Stored data –
- - -

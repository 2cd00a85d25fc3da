//! The mem article store: a storage method for tests and diskless
//! classes.

use newsspool_api::builder::Builder;
use newsspool_api::config::Config;
use newsspool_api::*;
use bytes::Bytes;
use std::collections::HashMap;
use std::sync::atomic::{AtomicU64, Ordering};
use std::sync::Arc;
use tokio::sync::RwLock;

#[cfg(test)]
mod test;

/// The mem article store implementation provided by newsspool.
#[derive(Debug)]
pub struct MemArticleStoreFactory {}

impl MemArticleStoreFactory {
    /// Construct a new MemArticleStoreFactory.
    pub fn create() -> DynStorageMethodFactory {
        let out: DynStorageMethodFactory = Arc::new(MemArticleStoreFactory {});
        out
    }
}

impl StorageMethodFactory for MemArticleStoreFactory {
    fn default_config(&self, _config: &mut Config) -> NsResult<()> {
        Ok(())
    }

    fn create(
        &self,
        _builder: Arc<Builder>,
        class: u8,
    ) -> BoxFut<'static, NsResult<DynStorageMethod>> {
        Box::pin(async move {
            let out: DynStorageMethod =
                Arc::new(MemArticleStore::new(class));
            Ok(out)
        })
    }
}

#[derive(Debug)]
pub(crate) struct MemArticleStore {
    class: u8,
    serial: AtomicU64,
    inner: RwLock<HashMap<u64, Bytes>>,
}

impl MemArticleStore {
    pub(crate) fn new(class: u8) -> Self {
        Self {
            class,
            serial: AtomicU64::new(0),
            inner: RwLock::new(HashMap::new()),
        }
    }

    fn serial_of(token: &Token) -> u64 {
        u64::from_be_bytes(token.payload()[..8].try_into().unwrap())
    }
}

impl StorageMethod for MemArticleStore {
    fn store(
        &self,
        _md: ArticleMd,
        article: Bytes,
    ) -> BoxFut<'_, NsResult<Token>> {
        Box::pin(async move {
            let serial = self.serial.fetch_add(1, Ordering::Relaxed) + 1;
            let mut token = Token::zeroed();
            token.set_class(self.class);
            token.payload_mut()[..8].copy_from_slice(&serial.to_be_bytes());
            self.inner.write().await.insert(serial, article);
            Ok(token)
        })
    }

    fn retrieve(
        &self,
        token: Token,
        level: RetrieveLevel,
    ) -> BoxFut<'_, NsResult<RetrievedArticle>> {
        Box::pin(async move {
            let inner = self.inner.read().await;
            let data = inner
                .get(&Self::serial_of(&token))
                .ok_or(NsError::NoEntry)?;
            if level == RetrieveLevel::Stat {
                return Ok(RetrievedArticle {
                    level: RetrieveLevel::Stat,
                    data: Bytes::new(),
                });
            }
            Ok(RetrievedArticle {
                level: RetrieveLevel::All,
                data: data.clone(),
            })
        })
    }

    fn cancel(&self, token: Token) -> BoxFut<'_, NsResult<()>> {
        Box::pin(async move {
            self.inner
                .write()
                .await
                .remove(&Self::serial_of(&token))
                .ok_or(NsError::NoEntry)?;
            Ok(())
        })
    }
}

- - -

What is expected – Copy out the full set of entries without altering anything.

Output of the task –
repository 2cd00a85d25fc3da
//! The mem article store: a storage method for tests and diskless
//! classes.

use newsspool_api::builder::Builder;
use newsspool_api::config::Config;
use newsspool_api::*;
use bytes::Bytes;
use std::collections::HashMap;
use std::sync::atomic::{AtomicU64, Ordering};
use std::sync::Arc;
use tokio::sync::RwLock;

#[cfg(test)]
mod test;

/// The mem article store implementation provided by newsspool.
#[derive(Debug)]
pub struct MemArticleStoreFactory {}

impl MemArticleStoreFactory {
    /// Construct a new MemArticleStoreFactory.
    pub fn create() -> DynStorageMethodFactory {
        let out: DynStorageMethodFactory = Arc::new(MemArticleStoreFactory {});
        out
    }
}

impl StorageMethodFactory for MemArticleStoreFactory {
    fn default_config(&self, _config: &mut Config) -> NsResult<()> {
        Ok(())
    }

    fn create(
        &self,
        _builder: Arc<Builder>,
        class: u8,
    ) -> BoxFut<'static, NsResult<DynStorageMethod>> {
        Box::pin(async move {
            let out: DynStorageMethod =
                Arc::new(MemArticleStore::new(class));
            Ok(out)
        })
    }
}

#[derive(Debug)]
pub(crate) struct MemArticleStore {
    class: u8,
    serial: AtomicU64,
    inner: RwLock<HashMap<u64, Bytes>>,
}

impl MemArticleStore {
    pub(crate) fn new(class: u8) -> Self {
        Self {
            class,
            serial: AtomicU64::new(0),
            inner: RwLock::new(HashMap::new()),
        }
    }

    fn serial_of(token: &Token) -> u64 {
        u64::from_be_bytes(token.payload()[..8].try_into().unwrap())
    }
}

impl StorageMethod for MemArticleStore {
    fn store(
        &self,
        _md: ArticleMd,
        article: Bytes,
    ) -> BoxFut<'_, NsResult<Token>> {
        Box::pin(async move {
            let serial = self.serial.fetch_add(1, Ordering::Relaxed) + 1;
            let mut token = Token::zeroed();
            token.set_class(self.class);
            token.payload_mut()[..8].copy_from_slice(&serial.to_be_bytes());
            self.inner.write().await.insert(serial, article);
            Ok(token)
        })
    }

    fn retrieve(
        &self,
        token: Token,
        level: RetrieveLevel,
    ) -> BoxFut<'_, NsResult<RetrievedArticle>> {
        Box::pin(async move {
            let inner = self.inner.read().await;
            let data = inner
                .get(&Self::serial_of(&token))
                .ok_or(NsError::NoEntry)?;
            if level == RetrieveLevel::Stat {
                return Ok(RetrievedArticle {
                    level: RetrieveLevel::Stat,
                    data: Bytes::new(),
                });
            }
            Ok(RetrievedArticle {
                level: RetrieveLevel::All,
                data: data.clone(),
            })
        })
    }

    fn cancel(&self, token: Token) -> BoxFut<'_, NsResult<()>> {
        Box::pin(async move {
            self.inner
                .write()
                .await
                .remove(&Self::serial_of(&token))
                .ok_or(NsError::NoEntry)?;
            Ok(())
        })
    }
}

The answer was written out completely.